Raids and arrests have generated regular headlines. But while a lot of this action is new - and both overdue and welcome - appearances are deceiving. 

The pressure on Cambodia comes mostly from countries like China, the United States, the United Kingdom and more recently South Korea. But there is less motivation within Cambodia, where the scam industry remains deeply and structurally embedded

Neighbouring Thailand is also under pressure. But it is part willing and part obligated to take some action; its own nationalist lobby is an additional motivator as relations with Cambodia veer back to open hostility over their border dispute.

CAMBODIA UNDER INTERNATIONAL SCRUTINY

Pressure came from the US and the UK via sanctions on the sprawling Cambodia-based Prince Group and Huione Group, announced on Oct 14. Analysts saw that as a signal that the international community is getting serious about tackling syndicates. 

Prince Holding Group operates dozens of business entities in more than 30 countries and profits from a “litany of transnational crimes” including sex-based extortion, money laundering, corruption, illegal online gambling and industrial-scale trafficking, torture and extortion of enslaved workers, the US Treasury and Justice Department notifications said. 

The sanctions triggered investigations across the region, with several jurisdictions including Singapore and Taiwan seizing or freezing assets as part of investigations into the group. 

The whereabouts of its founder and chairman Chen Zhi, a China-born Cambodian national, remain unknown. The group has also denied links to scam operations and has not been convicted of any crimes at the time of writing.

Meanwhile, Thailand on Nov 12 extradited to China the Chinese-Cambodian tycoon She Zhijiang to face charges of running over 200 illegal online casino sites worth billions of dollars. In October, the country revoked the Thai nationality of Cambodian politician Ly Yong Phat for alleged links to scam networks.

Anger in South Korea is additionally directed at the dimension of forced labour and human trafficking, after a South Korean student was tortured to death in Cambodia, reportedly by a crime ring.

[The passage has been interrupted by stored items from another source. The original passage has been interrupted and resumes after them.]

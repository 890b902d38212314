//! Pipeline configuration types

use std::path::{Path, PathBuf};
use std::time::Duration;

use serde::{Deserialize, Serialize};
use thiserror::Error;

use crate::extract::DEFAULT_API_URL;
use crate::load::{DEFAULT_TABLE_NAME, is_valid_identifier};

/// Default raw snapshot file
pub const DEFAULT_SNAPSHOT_PATH: &str = "dados_brutos_municipios.csv";
/// Default enrichment reference file
pub const DEFAULT_REFERENCE_PATH: &str = "regioes_enriquecimento.csv";
/// Default HTTP timeout in seconds
pub const DEFAULT_TIMEOUT_SECS: u64 = 30;

/// Errors reading a configuration file
#[derive(Error, Debug)]
pub enum ConfigError {
    #[error("Failed to read config file {}: {source}", .path.display())]
    Read {
        path: PathBuf,
        #[source]
        source: std::io::Error,
    },

    #[error("Invalid TOML in {}: {source}", .path.display())]
    Parse {
        path: PathBuf,
        #[source]
        source: toml::de::Error,
    },

    #[error("Invalid configuration: {0}")]
    Invalid(String),
}

impl ConfigError {
    /// Get a user-friendly error message for CLI output
    pub fn user_message(&self) -> String {
        match self {
            ConfigError::Read { path, .. } => format!(
                "{self}\n\nHint: Check that {} exists or run without --config to use defaults.",
                path.display()
            ),
            ConfigError::Parse { .. } => {
                format!("{self}\n\nHint: Keys must match the fields of the [pipeline] settings.")
            }
            ConfigError::Invalid(_) => {
                format!("{self}\n\nHint: Check your pipeline configuration file.")
            }
        }
    }
}

/// Main pipeline configuration
#[derive(Debug, Clone, PartialEq, Serialize, Deserialize)]
#[serde(default, deny_unknown_fields)]
pub struct PipelineConfig {
    /// Municipalities endpoint
    pub api_url: String,
    /// HTTP request timeout in seconds
    pub request_timeout_secs: u64,
    /// Where the raw CSV snapshot is written after a successful fetch
    pub raw_snapshot_path: PathBuf,
    /// Enrichment reference CSV
    pub reference_path: PathBuf,
    /// Destination table name
    pub table_name: String,
    /// Rows shown in the profiler sample and the final preview
    pub profile_sample_rows: usize,
    /// Fail the transform stage on rows without a state record
    pub strict_hierarchy: bool,
    /// Mark the run failed when the load is skipped or fails
    pub fail_on_load_error: bool,
    /// Where to write the JSON run report, if anywhere
    pub report_path: Option<PathBuf>,
    /// Log output settings
    pub logging: LoggingConfig,
}

impl Default for PipelineConfig {
    fn default() -> Self {
        Self {
            api_url: DEFAULT_API_URL.to_string(),
            request_timeout_secs: DEFAULT_TIMEOUT_SECS,
            raw_snapshot_path: PathBuf::from(DEFAULT_SNAPSHOT_PATH),
            reference_path: PathBuf::from(DEFAULT_REFERENCE_PATH),
            table_name: DEFAULT_TABLE_NAME.to_string(),
            profile_sample_rows: 5,
            strict_hierarchy: false,
            fail_on_load_error: false,
            report_path: None,
            logging: LoggingConfig::default(),
        }
    }
}

impl PipelineConfig {
    /// Create a new pipeline config
    pub fn new() -> Self {
        Self::default()
    }

    /// Read a TOML config file; absent keys keep their defaults
    pub fn from_toml_file(path: &Path) -> Result<Self, ConfigError> {
        let text = std::fs::read_to_string(path).map_err(|source| ConfigError::Read {
            path: path.to_path_buf(),
            source,
        })?;
        toml::from_str(&text).map_err(|source| ConfigError::Parse {
            path: path.to_path_buf(),
            source,
        })
    }

    /// Set the API URL
    pub fn with_api_url(mut self, url: impl Into<String>) -> Self {
        self.api_url = url.into();
        self
    }

    /// Set the request timeout in seconds
    pub fn with_request_timeout_secs(mut self, secs: u64) -> Self {
        self.request_timeout_secs = secs;
        self
    }

    /// Set the raw snapshot path
    pub fn with_raw_snapshot_path(mut self, path: impl Into<PathBuf>) -> Self {
        self.raw_snapshot_path = path.into();
        self
    }

    /// Set the enrichment reference path
    pub fn with_reference_path(mut self, path: impl Into<PathBuf>) -> Self {
        self.reference_path = path.into();
        self
    }

    /// Set the destination table
    pub fn with_table_name(mut self, name: impl Into<String>) -> Self {
        self.table_name = name.into();
        self
    }

    /// Set the number of sample rows
    pub fn with_profile_sample_rows(mut self, rows: usize) -> Self {
        self.profile_sample_rows = rows;
        self
    }

    /// Enable strict hierarchy checking
    pub fn with_strict_hierarchy(mut self, strict: bool) -> Self {
        self.strict_hierarchy = strict;
        self
    }

    /// Treat load skips and failures as a failed run
    pub fn with_fail_on_load_error(mut self, fail: bool) -> Self {
        self.fail_on_load_error = fail;
        self
    }

    /// Write the run report to a file
    pub fn with_report_path(mut self, path: impl Into<PathBuf>) -> Self {
        self.report_path = Some(path.into());
        self
    }

    /// Set logging configuration
    pub fn with_logging(mut self, logging: LoggingConfig) -> Self {
        self.logging = logging;
        self
    }

    /// HTTP request timeout
    pub fn request_timeout(&self) -> Duration {
        Duration::from_secs(self.request_timeout_secs)
    }

    /// Validate the configuration
    pub fn validate(&self) -> Result<(), String> {
        if self.api_url.trim().is_empty() {
            return Err("API URL must not be empty".to_string());
        }
        if !(self.api_url.starts_with("http://") || self.api_url.starts_with("https://")) {
            return Err(format!("API URL must be http(s): {}", self.api_url));
        }
        if self.request_timeout_secs == 0 {
            return Err("Request timeout must be at least one second".to_string());
        }
        if self.raw_snapshot_path.as_os_str().is_empty() {
            return Err("Raw snapshot path must not be empty".to_string());
        }
        if self.reference_path.as_os_str().is_empty() {
            return Err("Reference path must not be empty".to_string());
        }
        if !is_valid_identifier(&self.table_name) {
            return Err(format!("Invalid table name: '{}'", self.table_name));
        }
        Ok(())
    }
}

/// Logging configuration
#[derive(Debug, Clone, PartialEq, Eq, Serialize, Deserialize)]
#[serde(default, deny_unknown_fields)]
pub struct LoggingConfig {
    /// Default filter directive, overridden by `RUST_LOG`
    pub level: String,
    /// Colored output
    pub ansi: bool,
}

impl Default for LoggingConfig {
    fn default() -> Self {
        Self {
            level: "info".to_string(),
            ansi: true,
        }
    }
}

/// The six stages of a run, in execution order
#[derive(Debug, Clone, Copy, PartialEq, Eq, Hash, PartialOrd, Ord, Serialize, Deserialize)]
#[serde(rename_all = "lowercase")]
pub enum PipelineStage {
    /// Stage 1: Fetch from the API and snapshot
    Extract,
    /// Stage 2: Log table diagnostics
    Profile,
    /// Stage 3: Rename and de-duplicate
    Clean,
    /// Stage 4: Flatten the hierarchy and coerce identifiers
    Transform,
    /// Stage 5: Join the region reference
    Enrich,
    /// Stage 6: Replace the destination table
    Load,
}

impl PipelineStage {
    /// Execution order
    pub const ALL: [Self; 6] = [
        Self::Extract,
        Self::Profile,
        Self::Clean,
        Self::Transform,
        Self::Enrich,
        Self::Load,
    ];

    pub fn all() -> &'static [Self] {
        &Self::ALL
    }

    pub fn name(&self) -> &'static str {
        match self {
            Self::Extract => "extract",
            Self::Profile => "profile",
            Self::Clean => "clean",
            Self::Transform => "transform",
            Self::Enrich => "enrich",
            Self::Load => "load",
        }
    }

    pub fn description(&self) -> &'static str {
        match self {
            Self::Extract => "Fetch municipalities and save a raw snapshot",
            Self::Profile => "Log shape, types and statistics",
            Self::Clean => "Rename columns and remove duplicate municipalities",
            Self::Transform => "Flatten state fields and coerce identifiers",
            Self::Enrich => "Add macro-region names",
            Self::Load => "Replace the destination table",
        }
    }

    /// 1-based position in [`Self::ALL`]
    pub fn index(&self) -> usize {
        *self as usize + 1
    }
}

impl std::fmt::Display for PipelineStage {
    fn fmt(&self, f: &mut std::fmt::Formatter<'_>) -> std::fmt::Result {
        f.write_str(self.name())
    }
}

#[cfg(test)]
mod tests {
    use super::*;
    use tempfile::TempDir;

    #[test]
    fn test_pipeline_config_default() {
        let config = PipelineConfig::default();
        assert_eq!(config.api_url, DEFAULT_API_URL);
        assert_eq!(config.request_timeout(), Duration::from_secs(30));
        assert_eq!(config.raw_snapshot_path, PathBuf::from("dados_brutos_municipios.csv"));
        assert_eq!(config.reference_path, PathBuf::from("regioes_enriquecimento.csv"));
        assert_eq!(config.table_name, "municipios_brasil");
        assert!(!config.strict_hierarchy);
        assert!(!config.fail_on_load_error);
        assert!(config.validate().is_ok());
    }

    #[test]
    fn test_pipeline_config_builder() {
        let config = PipelineConfig::new()
            .with_api_url("http://127.0.0.1:8080/municipios")
            .with_raw_snapshot_path("/tmp/raw.csv")
            .with_table_name("municipios_teste")
            .with_fail_on_load_error(true)
            .with_strict_hierarchy(true)
            .with_profile_sample_rows(10)
            .with_logging(LoggingConfig {
                level: "warn".to_string(),
                ansi: false,
            });

        assert_eq!(config.api_url, "http://127.0.0.1:8080/municipios");
        assert!(config.strict_hierarchy);
        assert_eq!(config.profile_sample_rows, 10);
        assert_eq!(config.logging.level, "warn");
        assert_eq!(config.raw_snapshot_path, PathBuf::from("/tmp/raw.csv"));
        assert!(config.fail_on_load_error);
    }

    #[test]
    fn test_config_validation() {
        assert!(PipelineConfig::new().with_api_url("").validate().is_err());
        assert!(PipelineConfig::new().with_api_url("ftp://x").validate().is_err());
        assert!(PipelineConfig::new().with_request_timeout_secs(0).validate().is_err());
        assert!(PipelineConfig::new().with_reference_path("").validate().is_err());
        assert!(
            PipelineConfig::new()
                .with_table_name("municipios; DROP TABLE x")
                .validate()
                .is_err()
        );
    }

    #[test]
    fn test_from_toml_file_partial() {
        let temp = TempDir::new().unwrap();
        let path = temp.path().join("pipeline.toml");
        std::fs::write(
            &path,
            r#"
table_name = "municipios_dev"
request_timeout_secs = 5

[logging]
level = "debug"
"#,
        )
        .unwrap();

        let config = PipelineConfig::from_toml_file(&path).unwrap();
        assert_eq!(config.table_name, "municipios_dev");
        assert_eq!(config.request_timeout_secs, 5);
        assert_eq!(config.logging.level, "debug");
        assert!(config.logging.ansi);
        assert_eq!(config.api_url, DEFAULT_API_URL);
    }

    #[test]
    fn test_from_toml_file_errors() {
        let temp = TempDir::new().unwrap();
        let missing = PipelineConfig::from_toml_file(&temp.path().join("absent.toml"));
        assert!(matches!(missing, Err(ConfigError::Read { .. })));

        let path = temp.path().join("bad.toml");
        std::fs::write(&path, "unknown_key = 1").unwrap();
        let err = PipelineConfig::from_toml_file(&path).unwrap_err();
        assert!(matches!(err, ConfigError::Parse { .. }));
        assert!(err.user_message().contains("Hint:"));
    }

    #[test]
    fn test_pipeline_stage_properties() {
        let stages = PipelineStage::all();
        assert_eq!(stages.len(), 6);
        for (i, stage) in stages.iter().enumerate() {
            assert_eq!(stage.index(), i + 1);
        }
        assert_eq!(PipelineStage::Load.to_string(), "load");
        assert_eq!(PipelineStage::all().last(), Some(&PipelineStage::Load));
    }
}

According to South Korea’s Ministry of Foreign Affairs, there had been 330 cases of South Koreans reported missing or held against their will in Cambodia this year, as of August. 

South Korea has even begun displaying public warnings at Incheon International Airport for passengers departing for Cambodia, alerting them to the risks of fraudulent high-paying jobs, imprisonment and abduction.

SKIMMING THE SURFACE

Yet beneath a few high-profile sanctions and arrests, and more raids in Cambodia, its scam economy is still largely intact – with major kingpins untouched.

There is no evidence of shutdowns at any serious level, Lindsey Kennedy, Cambodia-based Research Director at The Eyewitness Project told me.

“Our understanding is, at the moment, that this is very much like every other time there's been a major crackdown,” she said. “You sweep up a couple of the low-level people, the small groups, the unprotected groups, or you basically persuade some of the bigger scam organisations to hand over some low-level people they don't mind losing, to make a show of it.” 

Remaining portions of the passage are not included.